The Canadian journal of cardiology, 23 4 2025, Pages S0828-282X(25)01178-X New Cardiovascular Damage Staging Classification for Chronic Significant Aortic Regurgitation. Bergeron A, Lopez Santi P, Bernard J, Hecht S, Fleury MA, Jacob S, Marchand C, Clavel MA, Côté N, Bax JJ, Marsan NA, Pibarot P

Background

Current recommendations for management of chronic aortic regurgitation (AR) are based on AR severity, symptoms and repercussions on the left ventricle (LV), only providing modest risk stratification value in patients with AR. The objective was to assess the prognostic value of a new staging classification characterizing the extent of cardiovascular damage for risk stratification in patients with chronic AR.

Methods

According to cardiovascular damages at echocardiography, 619 patients with ≥ moderate AR were classified as follows: Stage 0: no cardiovascular damage; Stage 1: LV damage; Stage 2: ascending aorta, left atrial, or mitral valve damage; Stage 3: pulmonary vasculature or tricuspid valve damage; and Stage 4: right ventricular damage. Study primary endpoint was all-cause mortality and the secondary endpoint was a composite of all-cause mortality and cardiovascular hospitalization.

Results

Among 619 patients, 85 (13.7%) were in Stage 0, 138 (22.3%) in Stage 1, 278 (44.9%) in Stage 2, 35 (5.7%) in Stage 3, and 83 (13.4%) in Stage 4. After adjustments, cardiovascular damage stage was independently associated with increased risk of all-cause mortality (hazard ratio [HR]; 95% confidence interval [CI] per 1 stage increase, 1.49 [1.27 to 1.75]; P < 0.001) and the composite of events (HR,1.17 [1.03-1.34]; P = 0.02). Stage ≥ 2 was independently associated with increased risk of all-cause mortality (HR, 3.02 [1.83-4.99]; P < 0.001) and the composite of events (HR, 1.88 [1.29-2.73]; P < 0.001).

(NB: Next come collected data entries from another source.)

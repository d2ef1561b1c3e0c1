/*
 * This Source Code Form is subject to the terms of the Mozilla Public
 * License, v. 2.0. If a copy of the MPL was not distributed with this
 * file, You can obtain one at https://mozilla.org/MPL/2.0/.
 */

//!
//! # Curve reduction
//!
//! Rasterizers and the stroker work on simpler geometry than cubic curves. `Path::flatten` replaces each
//! curve with `2^k` lines, where `k` comes from `log2_samples` and the flatness tolerance, and
//! `Path::monotonize` splits curves where they change direction in x or y:
//!
//! ```
//! # use flo_geometry::*;
//! #
//! let mut path = Path::new();
//! path.add_point(FixedPoint::from_int(0, 0).unwrap()).unwrap();
//! path.add_curve(FixedPoint::from_int(0, 100).unwrap(), FixedPoint::from_int(100, 100).unwrap(), FixedPoint::from_int(100, 0).unwrap()).unwrap();
//!
//! let flat        = path.flatten(0.5, false).unwrap();
//! let monotonic   = path.monotonize().unwrap();
//!
//! assert!(!flat.has_curves());
//! assert!(monotonic.curve_count() == 2);
//! ```
//!

mod fixed_curve;
mod flatten;
mod monotonic;
mod reduce_path;
mod samples;

pub use self::fixed_curve::*;
pub use self::flatten::*;
pub use self::monotonic::*;
pub use self::reduce_path::*;
pub use self::samples::*;
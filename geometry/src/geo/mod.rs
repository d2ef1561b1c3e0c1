/*
 * This Source Code Form is subject to the terms of the Mozilla Public
 * License, v. 2.0. If a copy of the MPL was not distributed with this
 * file, You can obtain one at https://mozilla.org/MPL/2.0/.
 */

//!
//! # Fixed-point geometry
//!
//! Device-space geometry is stored in fixed point: a `Fixed` is a 32-bit integer with `FIXED_SHIFT`
//! bits of fraction. `FixedPoint` and `FixedRect` build on this. `Coord2` is the floating-point
//! counterpart used for user-space coordinates and for vector arithmetic.
//!
//! ```
//! # use flo_geometry::*;
//! #
//! let half    = Fixed::from_f64(0.5).unwrap();
//! assert!(half == Fixed::HALF);
//! assert!(Fixed::from_f64(1.0e12).is_err());
//! ```
//!

mod coord2;
mod fixed;
mod fixed_point;
mod fixed_rect;

pub use self::coord2::*;
pub use self::fixed::*;
pub use self::fixed_point::*;
pub use self::fixed_rect::*;
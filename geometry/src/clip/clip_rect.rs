/*
 * This Source Code Form is subject to the terms of the Mozilla Public
 * License, v. 2.0. If a copy of the MPL was not distributed with this
 * file, You can obtain one at https://mozilla.org/MPL/2.0/.
 */

use crate::geo::*;

/// Largest pixel coordinate that still converts to a fixed-point value
pub(crate) const MAX_PIXEL: i32 = i32::MAX >> FIXED_SHIFT;

/// Smallest pixel coordinate that still converts to a fixed-point value
pub(crate) const MIN_PIXEL: i32 = i32::MIN >> FIXED_SHIFT;

///
/// Converts a whole-pixel coordinate to fixed point, clamping to the representable range
///
#[inline]
pub(crate) fn pixel_to_fixed(pixel: i32) -> Fixed {
    Fixed(pixel.clamp(MIN_PIXEL, MAX_PIXEL) << FIXED_SHIFT)
}

///
/// Rounds a fixed-point coordinate to the pixel boundary a scan converter would use
///
/// The result is the first pixel whose centre is at or after the coordinate.
///
#[inline]
pub(crate) fn pixel_round(value: Fixed) -> i32 {
    ((value.0 as i64 + Fixed::HALF.0 as i64 - 1) >> FIXED_SHIFT) as i32
}

///
/// A rectangle of whole device pixels, covering `xmin..xmax` by `ymin..ymax`
///
#[derive(Copy, Clone, PartialEq, Eq, Hash, Debug, Default)]
pub struct ClipRect {
    pub xmin: i32,
    pub ymin: i32,
    pub xmax: i32,
    pub ymax: i32,
}

impl ClipRect {
    #[inline]
    pub const fn new(xmin: i32, ymin: i32, xmax: i32, ymax: i32) -> ClipRect {
        ClipRect { xmin, ymin, xmax, ymax }
    }

    ///
    /// The pixels whose centres lie inside a fixed-point rectangle
    ///
    pub fn from_fixed_rect(rect: &FixedRect) -> ClipRect {
        ClipRect {
            xmin: pixel_round(rect.p.x),
            ymin: pixel_round(rect.p.y),
            xmax: pixel_round(rect.q.x),
            ymax: pixel_round(rect.q.y),
        }
    }

    ///
    /// This rectangle as a fixed-point rectangle
    ///
    pub fn to_fixed_rect(&self) -> FixedRect {
        FixedRect::new(
            FixedPoint::new(pixel_to_fixed(self.xmin), pixel_to_fixed(self.ymin)),
            FixedPoint::new(pixel_to_fixed(self.xmax), pixel_to_fixed(self.ymax)))
    }

    #[inline]
    pub fn is_empty(&self) -> bool {
        self.xmin >= self.xmax || self.ymin >= self.ymax
    }

    #[inline]
    pub fn width(&self) -> i32 {
        self.xmax - self.xmin
    }

    #[inline]
    pub fn height(&self) -> i32 {
        self.ymax - self.ymin
    }

    /// Number of pixels covered by this rectangle
    #[inline]
    pub fn area(&self) -> i64 {
        if self.is_empty() {
            0
        } else {
            self.width() as i64 * self.height() as i64
        }
    }

    ///
    /// The overlap between two rectangles, or `None` if they do not share any pixels
    ///
    pub fn intersection(&self, other: &ClipRect) -> Option<ClipRect> {
        let result = ClipRect {
            xmin: self.xmin.max(other.xmin),
            ymin: self.ymin.max(other.ymin),
            xmax: self.xmax.min(other.xmax),
            ymax: self.ymax.min(other.ymax),
        };

        if result.is_empty() {
            None
        } else {
            Some(result)
        }
    }

    #[inline]
    pub fn union(&self, other: &ClipRect) -> ClipRect {
        ClipRect {
            xmin: self.xmin.min(other.xmin),
            ymin: self.ymin.min(other.ymin),
            xmax: self.xmax.max(other.xmax),
            ymax: self.ymax.max(other.ymax),
        }
    }

    /// True if every pixel of the other rectangle is in this one
    #[inline]
    pub fn contains(&self, other: &ClipRect) -> bool {
        other.xmin >= self.xmin && other.xmax <= self.xmax && other.ymin >= self.ymin && other.ymax <= self.ymax
    }

    #[inline]
    pub fn contains_pixel(&self, x: i32, y: i32) -> bool {
        x >= self.xmin && x < self.xmax && y >= self.ymin && y < self.ymax
    }

    ///
    /// Moves this rectangle by a whole number of pixels (saturating at the edges of the coordinate range)
    ///
    #[inline]
    pub fn translate(&self, dx: i32, dy: i32) -> ClipRect {
        ClipRect {
            xmin: self.xmin.saturating_add(dx),
            ymin: self.ymin.saturating_add(dy),
            xmax: self.xmax.saturating_add(dx),
            ymax: self.ymax.saturating_add(dy),
        }
    }
}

Net reclassification index analyses showed incremental value of the new classification (net reclassification index [NRI] = 0.40; P < 0.001).

Conclusions

This new cardiovascular damage staging classification provides powerful prognostic value in patients with chronic AR and may be useful to enhance risk stratification and trigger intervention, particularly in asymptomatic AR.